A nice way for the triggers and the alerts to communicate is through message queues - queues such as RabbitMQ and other AMQP implementations will scale with your site.
The amount of effort you use to solve this problem is directly related to the number of stored queries you are dealing with.
Over 20 years ago we handled stored queries by treating them as minidocs and indexing them based on all of the must have and may have terms. A new doc's term list was used as a sort of query against this "database of queries" and that built a list of possibly interesting searches to run, and then only those searches were run against the new docs. This may sound convoluted, but when there are more than a few stored queries (say anywhere from 10,000 to 1,000,000 or more) and you have a complex query language that supports a hybrid of Boolean and similarity-based searching, it substantially reduced the number we had to execute as full-on queries -- often no more that 10 or 15 queries.
One thing that helped was that we were in control of the horizontal and the vertical of the whole thing. We used our query parser to build a parse tree and that was used to build the list of must/may have terms we indexed the query under. We warned the customer away from using certain types of wildcards in the stored queries because it could cause an explosion in the number of queries selected.
Update for comment:
Short answer: I don't know for sure.
Longer answer: We were dealing with a custom built text search engine and part of it's query syntax allowed slicing the doc collection in certain ways very efficiently, with special emphasis on date_added.
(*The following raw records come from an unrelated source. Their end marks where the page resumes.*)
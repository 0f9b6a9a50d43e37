//! Player color representation.

use crate::Rank;

/// Represents the two players in chess.
#[derive(Debug, Clone, Copy, PartialEq, Eq, Hash)]
#[repr(u8)]
pub enum Color {
    White = 0,
    Black = 1,
}

impl Color {
    /// Both colors, White first.
    pub const ALL: [Color; 2] = [Color::White, Color::Black];

    /// Returns the opposite color.
    #[inline]
    pub const fn opposite(self) -> Self {
        match self {
            Color::White => Color::Black,
            Color::Black => Color::White,
        }
    }

    /// Returns the pawn direction for this color (+1 for White, -1 for Black).
    #[inline]
    pub const fn pawn_direction(self) -> i8 {
        match self {
            Color::White => 1,
            Color::Black => -1,
        }
    }

    /// Returns the rank the pieces of this color start on.
    #[inline]
    pub const fn back_rank(self) -> Rank {
        match self {
            Color::White => Rank::R1,
            Color::Black => Rank::R8,
        }
    }

    /// Returns the rank this color's pawns start on.
    #[inline]
    pub const fn pawn_rank(self) -> Rank {
        match self {
            Color::White => Rank::R2,
            Color::Black => Rank::R7,
        }
    }

    /// Returns the rank a pawn of this color promotes on.
    #[inline]
    pub const fn promotion_rank(self) -> Rank {
        self.opposite().back_rank()
    }

    /// Returns the rank a pawn of this color must stand on to capture en passant.
    ///
    /// This is the rank on which an enemy pawn lands after its two-square advance.
    #[inline]
    pub const fn en_passant_rank(self) -> Rank {
        match self {
            Color::White => Rank::R5,
            Color::Black => Rank::R4,
        }
    }

    /// Single-letter identity used in compact board labels.
    #[inline]
    pub const fn letter(self) -> char {
        match self {
            Color::White => 'W',
            Color::Black => 'B',
        }
    }
}

impl std::fmt::Display for Color {
    fn fmt(&self, f: &mut std::fmt::Formatter<'_>) -> std::fmt::Result {
        match self {
            Color::White => write!(f, "White"),
            Color::Black => write!(f, "Black"),
        }
    }
}

#[cfg(test)]
mod tests {
    use super::*;

    #[test]
    fn opposite_color() {
        assert_eq!(Color::White.opposite(), Color::Black);
        assert_eq!(Color::Black.opposite(), Color::White);
    }

    #[test]
    fn pawn_direction() {
        assert_eq!(Color::White.pawn_direction(), 1);
        assert_eq!(Color::Black.pawn_direction(), -1);
    }

    #[test]
    fn ranks_per_color() {
        assert_eq!(Color::White.back_rank(), Rank::R1);
        assert_eq!(Color::Black.back_rank(), Rank::R8);
        assert_eq!(Color::White.pawn_rank(), Rank::R2);
        assert_eq!(Color::Black.pawn_rank(), Rank::R7);
        assert_eq!(Color::White.promotion_rank(), Rank::R8);
        assert_eq!(Color::Black.promotion_rank(), Rank::R1);
        assert_eq!(Color::White.en_passant_rank(), Rank::R5);
        assert_eq!(Color::Black.en_passant_rank(), Rank::R4);
    }

    #[test]
    fn display_and_letter() {
        assert_eq!(format!("{}", Color::White), "White");
        assert_eq!(format!("{}", Color::Black), "Black");
        assert_eq!(Color::White.letter(), 'W');
        assert_eq!(Color::Black.letter(), 'B');
    }
}
//! Game outcome rules: check, checkmate, and the result of a finished game.

mod checkmate;

pub use checkmate::{checkmate_status, MateStatus};

use enprise_core::Color;
use std::fmt;

/// Result of a finished game.
#[derive(Debug, Clone, Copy, PartialEq, Eq)]
pub enum GameResult {
    /// White wins (checkmate or resignation).
    WhiteWins,
    /// Black wins (checkmate or resignation).
    BlackWins,
}

impl GameResult {
    /// The result in which `color` wins.
    pub const fn win_for(color: Color) -> Self {
        match color {
            Color::White => GameResult::WhiteWins,
            Color::Black => GameResult::BlackWins,
        }
    }

    /// The winning color.
    pub const fn winner(self) -> Color {
        match self {
            GameResult::WhiteWins => Color::White,
            GameResult::BlackWins => Color::Black,
        }
    }
}

impl fmt::Display for GameResult {
    fn fmt(&self, f: &mut fmt::Formatter<'_>) -> fmt::Result {
        match self {
            GameResult::WhiteWins => write!(f, "1-0"),
            GameResult::BlackWins => write!(f, "0-1"),
        }
    }
}

#[cfg(test)]
mod tests {
    use super::*;

    #[test]
    fn winner_roundtrip() {
        for color in Color::ALL {
            assert_eq!(GameResult::win_for(color).winner(), color);
        }
        assert_eq!(GameResult::WhiteWins.to_string(), "1-0");
        assert_eq!(GameResult::BlackWins.to_string(), "0-1");
    }
}
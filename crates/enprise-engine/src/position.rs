//! Board position: an 8x8 grid of optional occupants.

use enprise_core::{BoardError, Color, File, Move, PieceKind, Rank, Square};
use std::fmt;

/// A piece standing on a square, with the number of times it has moved.
///
/// The move count serves every rule that cares about history: a king or rook
/// that has moved may no longer castle, and a pawn that has moved exactly
/// once (and stands where a two-square advance lands) may be taken en
/// passant.
#[derive(Debug, Clone, Copy, PartialEq, Eq, Hash)]
pub struct Occupant {
    pub kind: PieceKind,
    pub color: Color,
    pub times_moved: u32,
}

impl Occupant {
    /// Creates an occupant that has not moved yet.
    #[inline]
    pub const fn new(kind: PieceKind, color: Color) -> Self {
        Occupant {
            kind,
            color,
            times_moved: 0,
        }
    }

    /// Returns true once the piece has been relocated at least once.
    #[inline]
    pub const fn has_moved(self) -> bool {
        self.times_moved > 0
    }

    /// Compact label for board rendering: color letter, kind letter, and a
    /// `*` once the piece has moved (e.g. `WK`, `BP*`).
    pub fn describe(self) -> String {
        let marker = if self.has_moved() { "*" } else { "" };
        format!("{}{}{}", self.color.letter(), self.kind.letter(), marker)
    }
}

impl fmt::Display for Occupant {
    fn fmt(&self, f: &mut fmt::Formatter<'_>) -> fmt::Result {
        f.write_str(&self.describe())
    }
}

/// The state of the board.
///
/// A position is an owned value. Anything that needs to ask "what if" clones
/// it and plays on the clone, so the live position is only ever changed
/// through `&mut self` by its owner.
#[derive(Clone, PartialEq, Eq)]
pub struct Position {
    squares: [Option<Occupant>; 64],
}

/// Back rank layout from file A to file H.
const BACK_RANK: [PieceKind; 8] = [
    PieceKind::Rook,
    PieceKind::Knight,
    PieceKind::Bishop,
    PieceKind::Queen,
    PieceKind::King,
    PieceKind::Bishop,
    PieceKind::Knight,
    PieceKind::Rook,
];

impl Position {
    /// Creates an empty position.
    pub const fn empty() -> Self {
        Position {
            squares: [None; 64],
        }
    }

    /// Creates the standard 32-piece starting position.
    pub fn startpos() -> Self {
        let mut position = Position::empty();
        for color in Color::ALL {
            for (file, kind) in File::ALL.into_iter().zip(BACK_RANK) {
                position.place(
                    Square::new(file, color.back_rank()),
                    Occupant::new(kind, color),
                );
                position.place(
                    Square::new(file, color.pawn_rank()),
                    Occupant::new(PieceKind::Pawn, color),
                );
            }
        }
        position
    }

    /// Returns true if no piece stands on `sq`.
    #[inline]
    pub fn is_empty(&self, sq: Square) -> bool {
        self.squares[sq.index() as usize].is_none()
    }

    /// Returns the occupant of `sq`, if any.
    #[inline]
    pub fn get(&self, sq: Square) -> Option<Occupant> {
        self.squares[sq.index() as usize]
    }

    /// Returns the occupant of `sq`.
    ///
    /// Fails with [`BoardError::NotFound`] when the square is empty; use
    /// [`Position::is_empty`] to merely test occupancy.
    pub fn occupant_at(&self, sq: Square) -> Result<Occupant, BoardError> {
        self.get(sq).ok_or(BoardError::NotFound(sq))
    }

    /// Puts `occupant` on `sq`, replacing whatever stood there.
    #[inline]
    pub fn place(&mut self, sq: Square, occupant: Occupant) {
        self.squares[sq.index() as usize] = Some(occupant);
    }

    /// Empties `sq`, returning what stood there.
    #[inline]
    pub fn clear(&mut self, sq: Square) -> Option<Occupant> {
        self.squares[sq.index() as usize].take()
    }

    /// Iterates over every piece of `color`, from a1 to h8.
    pub fn pieces(&self, color: Color) -> impl Iterator<Item = (Square, Occupant)> + '_ {
        self.squares
            .iter()
            .enumerate()
            .filter_map(move |(index, slot)| match slot {
                Some(occupant) if occupant.color == color => {
                    Some((Square::from_index_masked(index as u8), *occupant))
                }
                _ => None,
            })
    }

    /// Number of pieces on the board.
    pub fn piece_count(&self) -> usize {
        self.squares.iter().filter(|slot| slot.is_some()).count()
    }

    /// Returns the squares strictly between `a` and `b`.
    ///
    /// See [`Square::between`]; empty unless the squares share a line and
    /// are neither equal nor adjacent.
    #[inline]
    pub fn squares_between(&self, a: Square, b: Square) -> Vec<Square> {
        a.between(b)
    }

    /// Returns true if there is at least one square between `a` and `b` and
    /// all of them are empty.
    ///
    /// Equal, adjacent and unaligned pairs have nothing in between and so
    /// always return false.
    pub fn are_squares_empty_between(&self, a: Square, b: Square) -> bool {
        let between = a.between(b);
        !between.is_empty() && between.iter().all(|&sq| self.is_empty(sq))
    }

    /// Finds a piece of the given color and kind.
    ///
    /// Scans the board from rank 8 down to rank 1, files A to H, and returns
    /// the first match.
    pub fn square_of_piece(&self, color: Color, kind: PieceKind) -> Result<Square, BoardError> {
        Rank::ALL
            .into_iter()
            .rev()
            .flat_map(|rank| File::ALL.into_iter().map(move |file| Square::new(file, rank)))
            .find(|&sq| matches!(self.get(sq), Some(o) if o.color == color && o.kind == kind))
            .ok_or(BoardError::PieceNotFound { color, kind })
    }

    /// Relocates the piece on `from` to `to`.
    ///
    /// Shorthand for [`Position::make_move`] without a promotion choice.
    pub fn move_piece(&mut self, from: Square, to: Square) -> Result<Option<Occupant>, BoardError> {
        self.make_move(Move::new(from, to))
    }

    /// Executes `m` without checking that it is legal, returning the captured
    /// piece if there was one.
    ///
    /// The moving piece's move count is incremented. On top of the plain
    /// relocation:
    /// - a king moving two files also brings the corner rook on that side to
    ///   the square the king passed over;
    /// - a pawn moving diagonally onto an empty square removes the enemy pawn
    ///   it passed (en passant);
    /// - a pawn reaching its last rank becomes the move's promotion kind, or
    ///   a queen when none was chosen.
    ///
    /// Errors are raised before anything is changed.
    pub fn make_move(&mut self, m: Move) -> Result<Option<Occupant>, BoardError> {
        let (from, to) = (m.from(), m.to());
        let mut mover = self.occupant_at(from)?;
        if from == to {
            return Err(BoardError::NullMove(from));
        }
        if let Some(kind) = m.promotion() {
            if !kind.is_promotion_target() {
                return Err(BoardError::InvalidPromotion(kind));
            }
        }

        let (file_delta, _) = from.delta(to);
        let mut captured = self.clear(to);

        if mover.kind == PieceKind::Pawn && file_delta != 0 && captured.is_none() {
            let passed = Square::new(to.file(), from.rank());
            if matches!(self.get(passed), Some(p) if p.kind == PieceKind::Pawn && p.color != mover.color)
            {
                captured = self.clear(passed);
            }
        }

        if mover.kind == PieceKind::Pawn && to.rank() == mover.color.promotion_rank() {
            mover.kind = m.promotion().unwrap_or(PieceKind::Queen);
        }

        self.clear(from);
        mover.times_moved = mover.times_moved.saturating_add(1);
        self.place(to, mover);

        if mover.kind == PieceKind::King && file_delta.abs() == 2 {
            self.castle_rook(from, file_delta.signum(), mover.color);
        }

        Ok(captured)
    }

    /// Brings the corner rook next to a king that castled from `king_from`
    /// toward `direction` (+1 for the H side, -1 for the A side).
    fn castle_rook(&mut self, king_from: Square, direction: i8, color: Color) {
        let corner_file = if direction > 0 { File::H } else { File::A };
        let corner = Square::new(corner_file, king_from.rank());
        let Some(passed_over) = king_from.offset(direction, 0) else {
            return;
        };
        if let Some(mut rook) = self.get(corner) {
            if rook.kind == PieceKind::Rook && rook.color == color {
                self.clear(corner);
                rook.times_moved = rook.times_moved.saturating_add(1);
                self.place(passed_over, rook);
            }
        }
    }
}

impl Default for Position {
    fn default() -> Self {
        Self::startpos()
    }
}

impl fmt::Debug for Position {
    fn fmt(&self, f: &mut fmt::Formatter<'_>) -> fmt::Result {
        writeln!(f, "Position(")?;
        for rank in Rank::ALL.into_iter().rev() {
            write!(f, "{} ", rank)?;
            for file in File::ALL {
                match self.get(Square::new(file, rank)) {
                    Some(o) => write!(f, "{:<4}", o.describe())?,
                    None => write!(f, "{:<4}", ".")?,
                }
            }
            writeln!(f)?;
        }
        write!(f, ")")
    }
}
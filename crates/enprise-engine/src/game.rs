//! Turn-by-turn game management.
//!
//! [`Game`] drives the engine the way a player would: it checks that the
//! piece belongs to the side to move, that the destination follows the
//! piece's rule, and that the mover's king stays safe, then executes the move
//! and evaluates the opponent's check and checkmate status.

use crate::movegen::{is_move_legal, legal_squares, would_own_king_be_in_check};
use crate::rules::{checkmate_status, GameResult, MateStatus};
use crate::{Bitboard, Occupant, Position};
use enprise_core::{BoardError, Color, Move, Square};
use thiserror::Error;
use tracing::{debug, info};

/// A recorded move in game history.
#[derive(Debug, Clone, Copy, PartialEq, Eq)]
pub struct GameMove {
    /// The move as played.
    pub mov: Move,
    /// The piece that moved, as it stood before moving.
    pub mover: Occupant,
    /// The piece taken by the move, if any.
    pub captured: Option<Occupant>,
}

/// Error type for game operations.
#[derive(Debug, Error, Clone, PartialEq, Eq)]
pub enum GameError {
    /// A board lookup failed, e.g. the origin square is empty.
    #[error(transparent)]
    Board(#[from] BoardError),
    /// The piece on the origin square belongs to the other player.
    #[error("piece on {square} isn't of the correct colour ({expected})")]
    WrongColor { square: Square, expected: Color },
    /// The destination does not follow the piece's movement rule.
    #[error("not a legal move: {0}")]
    IllegalMove(Move),
    /// The move would leave the mover's own king in check.
    #[error("not a legal move: {0} leaves your king in check")]
    LeavesKingInCheck(Move),
    /// The game has already ended.
    #[error("game has already ended")]
    GameAlreadyOver,
}

/// A chess game between two players at one board.
#[derive(Debug, Clone)]
pub struct Game {
    /// Current position.
    position: Position,
    /// The side to move.
    turn: Color,
    /// Move history.
    moves: Vec<GameMove>,
    /// Check status of the side to move.
    status: MateStatus,
    /// Game result if the game has ended.
    result: Option<GameResult>,
}

impl Default for Game {
    fn default() -> Self {
        Self::new()
    }
}

impl Game {
    /// Creates a new game with the standard starting position, White to move.
    pub fn new() -> Self {
        Game {
            position: Position::startpos(),
            turn: Color::White,
            moves: Vec::new(),
            status: MateStatus::NotInCheck,
            result: None,
        }
    }

    /// Creates a game from a custom position with `turn` to move.
    ///
    /// The position is evaluated immediately, so a position that is already
    /// checkmate yields a finished game. Fails when `turn` has no king.
    pub fn from_position(position: Position, turn: Color) -> Result<Self, GameError> {
        let status = checkmate_status(&position, turn)?;
        let result = status
            .is_checkmate()
            .then(|| GameResult::win_for(turn.opposite()));
        Ok(Game {
            position,
            turn,
            moves: Vec::new(),
            status,
            result,
        })
    }

    /// Returns a reference to the current position.
    pub fn position(&self) -> &Position {
        &self.position
    }

    /// Returns the side to move.
    pub fn turn(&self) -> Color {
        self.turn
    }

    /// Returns the check status of the side to move.
    pub fn status(&self) -> MateStatus {
        self.status
    }

    /// Returns true if the side to move is in check.
    pub fn is_check(&self) -> bool {
        self.status.is_check()
    }

    /// Returns the game result if the game is over.
    pub fn result(&self) -> Option<GameResult> {
        self.result
    }

    /// Returns true if the game has ended.
    pub fn is_game_over(&self) -> bool {
        self.result.is_some()
    }

    /// Returns the move history.
    pub fn move_history(&self) -> &[GameMove] {
        &self.moves
    }

    /// Returns the number of half-moves (plies) played.
    pub fn ply_count(&self) -> usize {
        self.moves.len()
    }

    /// Returns the legal destinations of the piece on `from`.
    pub fn legal_squares(&self, from: Square) -> Result<Bitboard, GameError> {
        Ok(legal_squares(&self.position, from)?)
    }

    /// Plays `m` for the side to move.
    ///
    /// On success the turn passes to the opponent, whose check status is
    /// returned. A checkmate ends the game.
    pub fn make_move(&mut self, m: Move) -> Result<MateStatus, GameError> {
        if self.result.is_some() {
            return Err(GameError::GameAlreadyOver);
        }

        let (from, to) = (m.from(), m.to());
        let mover = self.position.occupant_at(from)?;
        if mover.color != self.turn {
            return Err(GameError::WrongColor {
                square: from,
                expected: self.turn,
            });
        }
        if !is_move_legal(&self.position, from, to)? {
            return Err(GameError::IllegalMove(m));
        }
        if would_own_king_be_in_check(&self.position, from, to, self.turn)? {
            return Err(GameError::LeavesKingInCheck(m));
        }

        let captured = self.position.make_move(m)?;
        debug!(%m, piece = %mover, ?captured, "move played");
        self.moves.push(GameMove {
            mov: m,
            mover,
            captured,
        });

        self.turn = self.turn.opposite();
        self.status = checkmate_status(&self.position, self.turn)?;
        if self.status.is_checkmate() {
            let result = GameResult::win_for(self.turn.opposite());
            info!(%result, reason = %self.status, "checkmate");
            self.result = Some(result);
        } else if self.status.is_check() {
            debug!(king = %self.turn, defence = %self.status, "check");
        }

        Ok(self.status)
    }

    /// Resigns the game for the side to move.
    pub fn resign(&mut self) -> Result<GameResult, GameError> {
        if self.result.is_some() {
            return Err(GameError::GameAlreadyOver);
        }

        let result = GameResult::win_for(self.turn.opposite());
        info!(loser = %self.turn, %result, "resignation");
        self.result = Some(result);
        Ok(result)
    }
}

#[cfg(test)]
mod tests {
    use super::*;
    use enprise_core::PieceKind;

    fn mv(s: &str) -> Move {
        Move::from_coordinate(s).unwrap()
    }

    fn sq(s: &str) -> Square {
        Square::from_algebraic(s).unwrap()
    }

    #[test]
    fn new_game() {
        let game = Game::new();
        assert_eq!(game.ply_count(), 0);
        assert_eq!(game.turn(), Color::White);
        assert!(!game.is_game_over());
        assert!(!game.is_check());
    }

    #[test]
    fn turns_alternate() {
        let mut game = Game::new();
        game.make_move(mv("e2e4")).unwrap();
        assert_eq!(game.turn(), Color::Black);
        game.make_move(mv("e7e5")).unwrap();
        assert_eq!(game.turn(), Color::White);
        assert_eq!(game.ply_count(), 2);
        assert_eq!(game.move_history()[0].mover.kind, PieceKind::Pawn);
    }

    #[test]
    fn rejects_empty_origin() {
        let mut game = Game::new();
        assert_eq!(
            game.make_move(mv("e4e5")),
            Err(GameError::Board(BoardError::NotFound(sq("e4"))))
        );
    }

    #[test]
    fn rejects_wrong_color() {
        let mut game = Game::new();
        assert_eq!(
            game.make_move(mv("e7e5")),
            Err(GameError::WrongColor {
                square: sq("e7"),
                expected: Color::White
            })
        );
    }

    #[test]
    fn rejects_illegal_destination() {
        let mut game = Game::new();
        assert_eq!(game.make_move(mv("e2e5")), Err(GameError::IllegalMove(mv("e2e5"))));
        assert_eq!(game.ply_count(), 0);
    }

    #[test]
    fn rejects_self_check() {
        let mut game = Game::new();
        for m in ["e2e4", "e7e5", "d1h5", "f7f6"] {
            game.make_move(mv(m)).unwrap();
        }
        game.make_move(mv("h5e5")).unwrap();
        assert!(game.is_check());
        // Black is in check from the e5 queen; a knight move elsewhere is illegal.
        assert_eq!(
            game.make_move(mv("b8c6")),
            Err(GameError::LeavesKingInCheck(mv("b8c6")))
        );
        game.make_move(mv("g8e7")).unwrap();
        assert!(!game.is_check());
    }

    #[test]
    fn fools_mate() {
        let mut game = Game::new();
        for m in ["f2f3", "e7e5", "g2g4"] {
            game.make_move(mv(m)).unwrap();
        }
        let status = game.make_move(mv("d8h4")).unwrap();
        assert!(status.is_checkmate());
        assert!(game.is_game_over());
        assert_eq!(game.result(), Some(GameResult::BlackWins));
        assert_eq!(game.make_move(mv("a2a3")), Err(GameError::GameAlreadyOver));
    }

    #[test]
    fn from_position_detects_mate() {
        let mut position = Position::empty();
        position.place(Square::H1, Occupant::new(PieceKind::King, Color::White));
        position.place(sq("g2"), Occupant::new(PieceKind::Queen, Color::Black));
        position.place(sq("f3"), Occupant::new(PieceKind::King, Color::Black));
        let game = Game::from_position(position, Color::White).unwrap();
        assert_eq!(game.result(), Some(GameResult::BlackWins));
        assert_eq!(game.status(), MateStatus::ContactCheck);
    }

    #[test]
    fn from_position_without_king() {
        assert_eq!(
            Game::from_position(Position::empty(), Color::White).unwrap_err(),
            GameError::Board(BoardError::PieceNotFound {
                color: Color::White,
                kind: PieceKind::King
            })
        );
    }

    #[test]
    fn resign() {
        let mut game = Game::new();
        assert_eq!(game.resign(), Ok(GameResult::BlackWins));
        assert!(game.is_game_over());
        assert_eq!(game.resign(), Err(GameError::GameAlreadyOver));
    }

    #[test]
    fn legal_squares_for_driver() {
        let game = Game::new();
        assert_eq!(game.legal_squares(Square::G1).unwrap().count(), 2);
        assert!(game.legal_squares(sq("e4")).is_err());
    }
}
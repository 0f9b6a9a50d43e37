//! Parsing of the lines typed at the prompt.

use enprise_core::{PieceKind, Square};
use thiserror::Error;

/// A request from the player to move.
#[derive(Debug, Clone, Copy, PartialEq, Eq)]
pub enum Command {
    /// Move the piece on `from` to `to`, promoting to `promotion` if given.
    Move {
        from: Square,
        to: Square,
        promotion: Option<PieceKind>,
    },
    /// List the legal destinations of the piece on the square.
    Moves(Square),
    /// Give up the game.
    Resign,
    /// Leave the program.
    Quit,
}

/// Why a line could not be understood.
#[derive(Debug, Error, Clone, PartialEq, Eq)]
pub enum CommandError {
    #[error("please enter a move such as e2e4")]
    Empty,
    #[error("not a square on the board: {0}")]
    BadSquare(String),
    #[error("cannot promote to {0:?} (expected one of q, r, b, n)")]
    BadPromotion(char),
    #[error("didn't understand {0:?}; try e2e4, e2 e4, e7e8q, moves e2, resign or quit")]
    Unrecognised(String),
}

/// Parses one input line.
///
/// Accepts `e2e4`, `e2 e4`, `e7e8q`, `e7 e8 q`, `moves e2`, `resign` and
/// `quit`, case-insensitively.
pub fn parse(line: &str) -> Result<Command, CommandError> {
    let line = line.trim().to_ascii_lowercase();
    let words: Vec<&str> = line.split_whitespace().collect();

    match words.as_slice() {
        [] => Err(CommandError::Empty),
        ["quit"] | ["exit"] => Ok(Command::Quit),
        ["resign"] => Ok(Command::Resign),
        ["moves", square] => Ok(Command::Moves(square_arg(square)?)),
        [joined] if joined.len() == 4 || joined.len() == 5 => {
            if !joined.is_ascii() {
                return Err(CommandError::Unrecognised(line.clone()));
            }
            let (from, rest) = joined.split_at(2);
            let (to, promotion) = rest.split_at(2);
            move_command(from, to, promotion)
        }
        [from, to] => move_command(from, to, ""),
        [from, to, promotion] => move_command(from, to, promotion),
        _ => Err(CommandError::Unrecognised(line.clone())),
    }
}

fn square_arg(s: &str) -> Result<Square, CommandError> {
    Square::from_algebraic(s).ok_or_else(|| CommandError::BadSquare(s.to_string()))
}

fn move_command(from: &str, to: &str, promotion: &str) -> Result<Command, CommandError> {
    let from = square_arg(from)?;
    let to = square_arg(to)?;
    let mut letters = promotion.chars();
    let promotion = match (letters.next(), letters.next()) {
        (None, _) => None,
        (Some(c), None) => Some(
            PieceKind::from_letter(c)
                .filter(|kind| kind.is_promotion_target())
                .ok_or(CommandError::BadPromotion(c))?,
        ),
        (Some(_), Some(_)) => return Err(CommandError::Unrecognised(promotion.to_string())),
    };
    Ok(Command::Move {
        from,
        to,
        promotion,
    })
}
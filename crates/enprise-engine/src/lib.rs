//! Chess rules engine built around a square-indexed board.
//!
//! This crate provides:
//! - [`Position`] - the 8x8 board, each occupied square holding an [`Occupant`]
//!   with its kind, colour and move count
//! - [`Bitboard`] - a set of squares, used for destinations and attackers
//! - Move generation: per-piece pseudo-legal destinations, the attack query
//!   ([`is_en_prise`]) and the legality filter
//! - [`checkmate_status`] - the ordered checkmate decision
//! - [`Game`] - turn handling with history and result tracking
//!
//! # Example
//!
//! ```
//! use enprise_core::{Color, Move, Square};
//! use enprise_engine::{is_en_prise, legal_moves, Game, Position};
//!
//! let position = Position::startpos();
//! let moves = legal_moves(&position, Color::White).unwrap();
//! assert_eq!(moves.len(), 20);
//! assert!(!is_en_prise(&position, Square::E1, Color::White));
//!
//! let mut game = Game::new();
//! game.make_move(Move::from_coordinate("e2e4").unwrap()).unwrap();
//! assert_eq!(game.turn(), Color::Black);
//! ```

mod bitboard;
mod game;
pub mod movegen;
mod position;
pub mod rules;

pub use bitboard::Bitboard;
pub use game::{Game, GameError, GameMove};
pub use movegen::{
    attackers, checkers, is_en_prise, is_king_in_check, is_move_legal, legal_moves,
    legal_squares, pseudo_legal_squares, would_own_king_be_in_check, MoveList,
};
pub use position::{Occupant, Position};
pub use rules::{checkmate_status, GameResult, MateStatus};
We played a lot of games because we were ingesting 4-10,000,000 new docs a day and running them against up to 1,000,000+ stored queries on a DEC Alphas with 64MB of main memory. (This was in the late 80's/early 90's.)
I'm guessing that filtering on something equivalent to date_added could be done used in combination the date of the last time you ran your queries, or maybe the highest id at last query run time. If you need to re-run the queries against a modified record you could use its id as part of the query.
For me to get any more specific, you're going to have to get a lot more specific about exactly what problem you are trying to solve and the scale of the solution you are trying accomplishing.
If you stored the type(s) of object(s) involved in each stored search as a generic relation, you could add a post-save signal to all involved objects. When the signal fires, it looks up only the searches that involve its object type and runs those. That probably will still run into scaling issues if you have a ton of writes to the db and a lot of saved searches, but it would be a straightforward Django approach.